▶ Problem statement
Render every entry exactly as it appears.

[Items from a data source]
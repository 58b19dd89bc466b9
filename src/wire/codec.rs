//! Fixed-width encoding of the exchange messages.
//!
//! All integers are unsigned 64-bit little-endian. Messages carry no tag,
//! length prefix or checksum; the receiver knows the length of the next
//! message from the protocol step it is in.

use std::io::{self, Read, Write};

use crate::params::Parameters;

/// Length of an encoded [`Parameters`] message: modulus then generator.
pub const PARAMETERS_LEN: usize = 16;

/// Length of an encoded single value message.
pub const VALUE_LEN: usize = 8;

/// Encodes a parameter pair as `modulus || generator`.
pub fn encode_parameters(parameters: &Parameters) -> [u8; PARAMETERS_LEN] {
    let mut out = [0u8; PARAMETERS_LEN];

    out[..VALUE_LEN].copy_from_slice(&parameters.modulus.to_le_bytes());
    out[VALUE_LEN..].copy_from_slice(&parameters.generator.to_le_bytes());

    out
}

/// Decodes a parameter pair.
///
/// Any 16 bytes decode; range checks are left to
/// [`Parameters::validate`].
pub fn decode_parameters(bytes: &[u8; PARAMETERS_LEN]) -> Parameters {
    let mut modulus = [0u8; VALUE_LEN];
    let mut generator = [0u8; VALUE_LEN];

    modulus.copy_from_slice(&bytes[..VALUE_LEN]);
    generator.copy_from_slice(&bytes[VALUE_LEN..]);

    Parameters {
        modulus: decode_value(&modulus),
        generator: decode_value(&generator),
    }
}

/// Encodes a single value.
#[inline]
pub fn encode_value(value: u64) -> [u8; VALUE_LEN] {
    value.to_le_bytes()
}

/// Decodes a single value.
#[inline]
pub fn decode_value(bytes: &[u8; VALUE_LEN]) -> u64 {
    u64::from_le_bytes(*bytes)
}

/// Writes an encoded parameter pair with a single `write_all`.
pub fn write_parameters<W: Write + ?Sized>(writer: &mut W, parameters: &Parameters) -> io::Result<()> {
    writer.write_all(&encode_parameters(parameters))?;
    writer.flush()
}

/// Reads exactly [`PARAMETERS_LEN`] bytes and decodes them.
///
/// A stream that ends early yields [`io::ErrorKind::UnexpectedEof`]; no
/// partially decoded pair is ever returned.
pub fn read_parameters<R: Read + ?Sized>(reader: &mut R) -> io::Result<Parameters> {
    let mut buf = [0u8; PARAMETERS_LEN];
    reader.read_exact(&mut buf)?;

    Ok(decode_parameters(&buf))
}

/// Writes an encoded value with a single `write_all`.
pub fn write_value<W: Write + ?Sized>(writer: &mut W, value: u64) -> io::Result<()> {
    writer.write_all(&encode_value(value))?;
    writer.flush()
}

/// Reads exactly [`VALUE_LEN`] bytes and decodes them.
pub fn read_value<R: Read + ?Sized>(reader: &mut R) -> io::Result<u64> {
    let mut buf = [0u8; VALUE_LEN];
    reader.read_exact(&mut buf)?;

    Ok(decode_value(&buf))
}
//! Diffie–Hellman–Merkle key exchange over 64-bit integers.
//!
//! This crate implements the mechanics of a two-party key exchange:
//! choosing a prime modulus and a primitive root, deriving public values
//! from private exponents, and exchanging those values over a connected
//! byte stream so that both ends arrive at the same secret.
//!
//! It is a reference for the handshake itself, not a production key
//! agreement. Moduli are small, peers are not authenticated, and the
//! randomness is whatever generator the caller passes in.
//!
//! # Module overview
//!
//! - `arithmetic`
//!   Modular multiplication and exponentiation, primality testing and the
//!   primitive-root test. Pure functions over `u64`.
//!
//! - `params`
//!   The `(modulus, generator)` pair, its validation, and random selection
//!   from a table of primes.
//!
//! - `wire`
//!   Fixed-width little-endian encoding of the two message shapes and the
//!   blocking read/write helpers built on it.
//!
//! - `exchange`
//!   The session state machine that sequences the protocol for the
//!   initiator and responder roles.
//!
//! # Example
//!
//! ```no_run
//! use std::net::TcpStream;
//!
//! use dhmerkle::exchange::{Role, run_exchange};
//! use dhmerkle::params::DEFAULT_PRIMES;
//!
//! let mut stream = TcpStream::connect("127.0.0.1:10000").unwrap();
//! let secret = run_exchange(Role::Initiator, &mut stream, DEFAULT_PRIMES, &mut rand::thread_rng()).unwrap();
//! println!("{}", secret.value());
//! ```

pub mod arithmetic;
pub mod exchange;
pub mod params;
pub mod wire;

▶ Task response
repository 58b19dd89bc466b9
filename src/wire/codec.rs
//! Fixed-width encoding of the exchange messages.
//!
//! All integers are unsigned 64-bit little-endian. Messages carry no tag,
//! length prefix or checksum; the receiver knows the length of the next
//! message from the protocol step it is in.

use std::io::{self, Read, Write};

use crate::params::Parameters;

/// Length of an encoded [`Parameters`] message: modulus then generator.
pub const PARAMETERS_LEN: usize = 16;

/// Length of an encoded single value message.
pub const VALUE_LEN: usize = 8;

/// Encodes a parameter pair as `modulus || generator`.
pub fn encode_parameters(parameters: &Parameters) -> [u8; PARAMETERS_LEN] {
    let mut out = [0u8; PARAMETERS_LEN];

    out[..VALUE_LEN].copy_from_slice(&parameters.modulus.to_le_bytes());
    out[VALUE_LEN..].copy_from_slice(&parameters.generator.to_le_bytes());

    out
}

/// Decodes a parameter pair.
///
/// Any 16 bytes decode; range checks are left to
/// [`Parameters::validate`].
pub fn decode_parameters(bytes: &[u8; PARAMETERS_LEN]) -> Parameters {
    let mut modulus = [0u8; VALUE_LEN];
    let mut generator = [0u8; VALUE_LEN];

    modulus.copy_from_slice(&bytes[..VALUE_LEN]);
    generator.copy_from_slice(&bytes[VALUE_LEN..]);

    Parameters {
        modulus: decode_value(&modulus),
        generator: decode_value(&generator),
    }
}

/// Encodes a single value.
#[inline]
pub fn encode_value(value: u64) -> [u8; VALUE_LEN] {
    value.to_le_bytes()
}

/// Decodes a single value.
#[inline]
pub fn decode_value(bytes: &[u8; VALUE_LEN]) -> u64 {
    u64::from_le_bytes(*bytes)
}

/// Writes an encoded parameter pair with a single `write_all`.
pub fn write_parameters<W: Write + ?Sized>(writer: &mut W, parameters: &Parameters) -> io::Result<()> {
    writer.write_all(&encode_parameters(parameters))?;
    writer.flush()
}

/// Reads exactly [`PARAMETERS_LEN`] bytes and decodes them.
///
/// A stream that ends early yields [`io::ErrorKind::UnexpectedEof`]; no
/// partially decoded pair is ever returned.
pub fn read_parameters<R: Read + ?Sized>(reader: &mut R) -> io::Result<Parameters> {
    let mut buf = [0u8; PARAMETERS_LEN];
    reader.read_exact(&mut buf)?;

    Ok(decode_parameters(&buf))
}

/// Writes an encoded value with a single `write_all`.
pub fn write_value<W: Write + ?Sized>(writer: &mut W, value: u64) -> io::Result<()> {
    writer.write_all(&encode_value(value))?;
    writer.flush()
}

/// Reads exactly [`VALUE_LEN`] bytes and decodes them.
pub fn read_value<R: Read + ?Sized>(reader: &mut R) -> io::Result<u64> {
    let mut buf = [0u8; VALUE_LEN];
    reader.read_exact(&mut buf)?;

    Ok(decode_value(&buf))
}
//! Diffie–Hellman–Merkle key exchange over 64-bit integers.
//!
//! This crate implements the mechanics of a two-party key exchange:
//! choosing a prime modulus and a primitive root, deriving public values
//! from private exponents, and exchanging those values over a connected
//! byte stream so that both ends arrive at the same secret.
//!
//! It is a reference for the handshake itself, not a production key
//! agreement. Moduli are small, peers are not authenticated, and the
//! randomness is whatever generator the caller passes in.
//!
//! # Module overview
//!
//! - `arithmetic`
//!   Modular multiplication and exponentiation, primality testing and the
//!   primitive-root test. Pure functions over `u64`.
//!
//! - `params`
//!   The `(modulus, generator)` pair, its validation, and random selection
//!   from a table of primes.
//!
//! - `wire`
//!   Fixed-width little-endian encoding of the two message shapes and the
//!   blocking read/write helpers built on it.
//!
//! - `exchange`
//!   The session state machine that sequences the protocol for the
//!   initiator and responder roles.
//!
//! # Example
//!
//! ```no_run
//! use std::net::TcpStream;
//!
//! use dhmerkle::exchange::{Role, run_exchange};
//! use dhmerkle::params::DEFAULT_PRIMES;
//!
//! let mut stream = TcpStream::connect("127.0.0.1:10000").unwrap();
//! let secret = run_exchange(Role::Initiator, &mut stream, DEFAULT_PRIMES, &mut rand::thread_rng()).unwrap();
//! println!("{}", secret.value());
//! ```

pub mod arithmetic;
pub mod exchange;
pub mod params;
pub mod wire;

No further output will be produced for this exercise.